Aptma Chairman SM Tanveer, in a statement, also appreciated the role of the Ministry of Commerce, Federation of Pakistan Chamber of Commerce and Industry (FPCCI) President Mian Mohammad Adrees and Trade Development Authority of Pakistan Chief Executive Officer S M Munir for organising the industry associations’ meeting with the prime minister. He expressed hope that the approval of a timely relief package by the prime minister would lead to resurgence of the presently impaired textile industry and reaping the socio-economic benefits for the country through a strong textile industry.
“A billion dollar investment for structural balancing, earning precious foreign exchange to get rid of the lending agencies, employment creation and consequent revenue generation would be the immediate socio-economic benefits of a textile industry on strong footing,” he stressed.
The Aptma chairman said that group leader Gohar Ejaz had presented facts and figures based on joint view of the textile industry, particularly on behalf of the Denim, PTEA and PCGA, in a highly impressive manner, which was appreciated by all the textile industry associations as well as the government. It was thought that it would lead to a sustainable textile inclusive of all sections of the textile sector.
He said the cost of doing business has escalated 15 percent due to the overvalued Pak rupee and non-transfer of reduction of oil prices. Consequently, around 35 percent textile production capacity has become impaired throughout the country.

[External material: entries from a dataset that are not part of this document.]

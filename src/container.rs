//! [`Container`] abstraction: a named collection of [`Resource`] entries.
//!
//! Available containers:
//! - [`DirectoryContainer`]: a directory on the local file system.
//! - [`ZipContainer`]: the entries of a ZIP archive (e.g., an EPUB file).
//! - [`RoutingContainer`]: dispatches paths to sub-containers by predicate.
//! - [`TransformingContainer`]: applies resource transformers to every entry.

mod directory;
pub(crate) mod errors;
mod routing;
mod transforming;
mod zip;

pub use self::{
    directory::DirectoryContainer,
    errors::{ArchiveError, ArchiveResult},
    routing::{Route, RoutingContainer},
    transforming::{ResourceTransformer, TransformingContainer},
    zip::{ZipContainer, ZipEntry},
};

use crate::media_type::MediaType;
use crate::resource::{
    ByteRange, FailureResource, Properties, Resource, ResourceError, ResourceResult,
};
use crate::util::str::StrExt;
use async_trait::async_trait;
use std::collections::BTreeSet;
use std::fmt::{Debug, Formatter};
use std::path::Path;

/// A keyed collection of resources, such as a ZIP archive or a directory.
///
/// Paths are rooted at `/` (e.g., `/OEBPS/c1.xhtml`).
///
/// # Fail-lazy access
/// [`Container::get`] never fails: a path that is missing or denied resolves to an
/// [`Entry`] failing on every access with [`ResourceError::NotFound`] or
/// [`ResourceError::Forbidden`], deferring the error to the first read.
#[async_trait]
pub trait Container: Send + Sync {
    /// URL or path of the container, when available.
    fn source(&self) -> Option<&str> {
        None
    }

    /// A consistent snapshot of the paths of every entry,
    /// or [`None`] if the container cannot enumerate its entries.
    async fn entries(&self) -> Option<BTreeSet<String>>;

    /// Returns the entry at the given path.
    fn get(&self, path: &str) -> Entry;

    /// Releases any held system resources, such as archive handles.
    ///
    /// Closing is idempotent; entries handed out afterward or still in use may fail
    /// with [`ResourceError::Unavailable`].
    async fn close(&self) {}
}

#[async_trait]
impl<C: Container + ?Sized> Container for Box<C> {
    fn source(&self) -> Option<&str> {
        (**self).source()
    }

    async fn entries(&self) -> Option<BTreeSet<String>> {
        (**self).entries().await
    }

    fn get(&self, path: &str) -> Entry {
        (**self).get(path)
    }

    async fn close(&self) {
        (**self).close().await
    }
}

#[async_trait]
impl<C: Container + ?Sized> Container for std::sync::Arc<C> {
    fn source(&self) -> Option<&str> {
        (**self).source()
    }

    async fn entries(&self) -> Option<BTreeSet<String>> {
        (**self).entries().await
    }

    fn get(&self, path: &str) -> Entry {
        (**self).get(path)
    }

    async fn close(&self) {
        (**self).close().await
    }
}

/// A [`Resource`] held by a [`Container`], addressed by its path.
///
/// Every resource operation is forwarded to the wrapped resource.
pub struct Entry {
    path: String,
    resource: Box<dyn Resource>,
}

impl Entry {
    /// Creates an entry at `path`, which is rooted at `/` if it is not already.
    pub fn new(path: &str, resource: impl Resource + 'static) -> Self {
        Self {
            path: path.rooted(),
            resource: Box::new(resource),
        }
    }

    /// Creates an entry failing every operation with `error`.
    pub fn failure(path: &str, error: ResourceError) -> Self {
        Self::new(path, FailureResource::new(error))
    }

    /// The path of this entry within its container, rooted at `/`.
    pub fn path(&self) -> &str {
        &self.path
    }

    /// Unwraps the underlying resource.
    pub fn into_resource(self) -> Box<dyn Resource> {
        self.resource
    }

    /// Unwraps the path and underlying resource.
    pub fn into_parts(self) -> (String, Box<dyn Resource>) {
        (self.path, self.resource)
    }
}

impl Debug for Entry {
    fn fmt(&self, f: &mut Formatter<'_>) -> std::fmt::Result {
        f.debug_struct("Entry")
            .field("path", &self.path)
            .field("source", &self.resource.source())
            .finish_non_exhaustive()
    }
}

#[async_trait]
impl Resource for Entry {
    fn source(&self) -> Option<&str> {
        self.resource.source()
    }

    fn file_path(&self) -> Option<&Path> {
        self.resource.file_path()
    }

    async fn media_type(&mut self) -> ResourceResult<Option<MediaType>> {
        self.resource.media_type().await
    }

    async fn name(&mut self) -> ResourceResult<Option<String>> {
        self.resource.name().await
    }

    async fn properties(&mut self) -> ResourceResult<Properties> {
        self.resource.properties().await
    }

    async fn length(&mut self) -> ResourceResult<u64> {
        self.resource.length().await
    }

    async fn read(&mut self, range: Option<ByteRange>) -> ResourceResult<Vec<u8>> {
        self.resource.read(range).await
    }

    async fn read_to_string(&mut self) -> ResourceResult<String> {
        self.resource.read_to_string().await
    }

    async fn close(&mut self) {
        self.resource.close().await
    }
}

The chairman stated that the Aptma has proposed a zero rate regime for textile industry, extension of long term finance (LTF) scheme for ginning and spinning industry, exports refinance facility to the entire textile value chain on deemed export basis including spinning and weaving sub-sectors, announcement of 5 percent export incentive to capture non-traditional markets, special electricity tariff for textile industry and strengthening of domestic commerce by introducing Tariff/NT measures for countering informal trade and dumped imports.